Who thought Team Ninja could top themselves? Crazy breast physics aren’t enough for the developer as we learned today their characters will possess a new “feature”…sweat. Imagine the volume of the salty substance you’ll produce fighting your way through the well-busted women and ripped hunks of Dead or Alive 5. Now ask yourself, what happens when you sweat? You and your clothing become soaked. Now what if a woman is drenched in sweat and is wearing a thin white shirt? That’s right — you can see through the shirt. Amazing! Coming from the people who used the six-axis as a breast bouncer during cutscenes, though, it’s not all that surprising.
Never before has something so perverted been so good for the industry as a whole. Although something like adding sweat seems trivial, it is part of the steps we need to take in order to create a near-realistic representation of life in games.

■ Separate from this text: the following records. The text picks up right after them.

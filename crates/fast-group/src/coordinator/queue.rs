//! One monitor task per job reporting through the event queue.
//!
//! The coordinator is the only reader of the queue and the only owner of
//! the [`JobGroup`], so serialization comes from the single consumer.

use super::{Ledger, LaunchedJob, job_finished, job_started, reap_after_error};
use crate::GroupError;
use crate::event::{self, Event, EventSender};
use crate::group::JobGroup;
use crate::job::JobId;
use crate::process::ProcessHandle;
use tracing::debug;

pub(super) async fn run(launched: Vec<LaunchedJob>, mut ledger: Ledger) -> Ledger {
  let total = launched.len();
  let (events, mut receiver) = event::channel();

  for job in launched {
    tokio::spawn(monitor(job.id, job.handle, events.clone()));
  }
  // Канал закроется, когда завершатся все мониторы
  drop(events);

  let mut group = JobGroup::new();
  let mut finished = 0;

  while finished < total {
    let Some(event) = receiver.recv().await else {
      ledger.fail(GroupError::Protocol(format!(
        "event queue closed with {} job(s) unfinished",
        total - finished
      )));
      break;
    };

    match event {
      Event::Started {
        id,
        pid,
        terminator,
      } => {
        debug!("Job {} started (pid {})", id, pid);
        job_started(&mut group, id, terminator);
      }
      Event::Finished { id, report } => {
        finished += 1;
        match report {
          Ok(report) => {
            if let Err(e) = job_finished(&mut group, id, report.is_failure()) {
              ledger.fail(e);
            }
            ledger.record(id, report);
          }
          Err(e) => {
            ledger.fail(e);
            if let Err(e) = job_finished(&mut group, id, true) {
              ledger.fail(e);
            }
          }
        }
      }
    }
  }

  if !group.is_empty() {
    ledger.fail(GroupError::Protocol(format!(
      "jobs {:?} still live after every job finished",
      group.live_ids()
    )));
  }

  ledger.set_cancelled(group.is_cancelled());
  ledger
}

async fn monitor(id: JobId, mut handle: Box<dyn ProcessHandle>, events: EventSender) {
  events.started(id, handle.pid(), handle.terminator());

  let report = handle.wait().await;
  if report.is_err() {
    // Не знаем, жив ли процесс: останавливаем и дожидаемся
    reap_after_error(id, handle.as_mut()).await;
  }

  events.finished(id, report);
}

In Uncharted, for instance, your clothes become wet when you move through water. In Enslaved: Odyssey to the West, reflections can be seen when looking into someone’s eyes. While these merely may be visual flairs, they’re eye catching and attract the player through the slightest changes. Dead or Alive 5, while presenting it in a rather sexual manner, is exactly the same, pushing visuals further through little details that you may not even notice.

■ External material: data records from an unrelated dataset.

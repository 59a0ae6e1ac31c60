use crossterm::style::{Color, Stylize};
use fast_group_core::{ExecutionResult, JobOutcome, JobStatus};

pub trait StatusDisplay {
  fn colored(&self) -> (&'static str, Color);
}

impl StatusDisplay for JobStatus {
  fn colored(&self) -> (&'static str, Color) {
    match self {
      JobStatus::Running => ("⟳", Color::Yellow),
      JobStatus::Exited(0) => ("✓", Color::Green),
      JobStatus::Exited(_) => ("✗", Color::Red),
      JobStatus::Killed => ("☠", Color::Magenta),
    }
  }
}

pub fn format_outcome(outcome: &JobOutcome) -> String {
  let (symbol, _) = outcome.status.colored();
  format!(
    "{} {} {}: {} - {}ms",
    symbol,
    outcome.id,
    outcome.command.join(" "),
    outcome.status,
    outcome.duration_ms
  )
}

pub fn print_outcome(outcome: &JobOutcome) {
  let (_, color) = outcome.status.colored();
  println!("{}", format_outcome(outcome).with(color));

  if let Some(text) = outcome.output_text() {
    if !text.is_empty() {
      print!("{}", text);
      if !text.ends_with('\n') {
        println!();
      }
    }
  }
}

pub fn format_summary(result: &ExecutionResult) -> String {
  format!(
    "{} job(s): {} succeeded, {} failed, {} killed",
    result.outcomes.len(),
    result
      .outcomes
      .iter()
      .filter(|o| o.status.is_success())
      .count(),
    result.failed().count(),
    result.killed().count()
  )
}

pub fn print_summary(result: &ExecutionResult) {
  let color = if result.success() {
    Color::Green
  } else {
    Color::Red
  };
  println!("{}", format_summary(result).with(color));
}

Sweat may not be as large as most visual and technological breakthroughs we’ve seen in the industry, but the smallest pieces of advancements help inspire larger ones. We always think what we have is the best, but there will always be innovations, big or small, that we need to nitpick in order to further immerse players within a universe.
In life, if you run for a while, you’ll become sweaty. If you work out on a punching bag for an hour, you’ll be drenched. Games should mirror this. While games like Fight Night and UFC display sweat through a skin shader, Dead or Alive 5 looks to do it at a much higher caliber that affects both skin and clothing usage. If a game is about a constant journey or exerting excessive amounts of energy, this could play into a visually appealing feature.
Hopefully more games will incorporate something similar. Imagine a scorching level in Hitman where you’ve disguised yourself in casual clothing and can see beads of sweat from both the sun and suspense falling from your brow or being absorbed into your clothing. When the physics of a game mirror real life, you’ll be immersed in games like you never thought possible.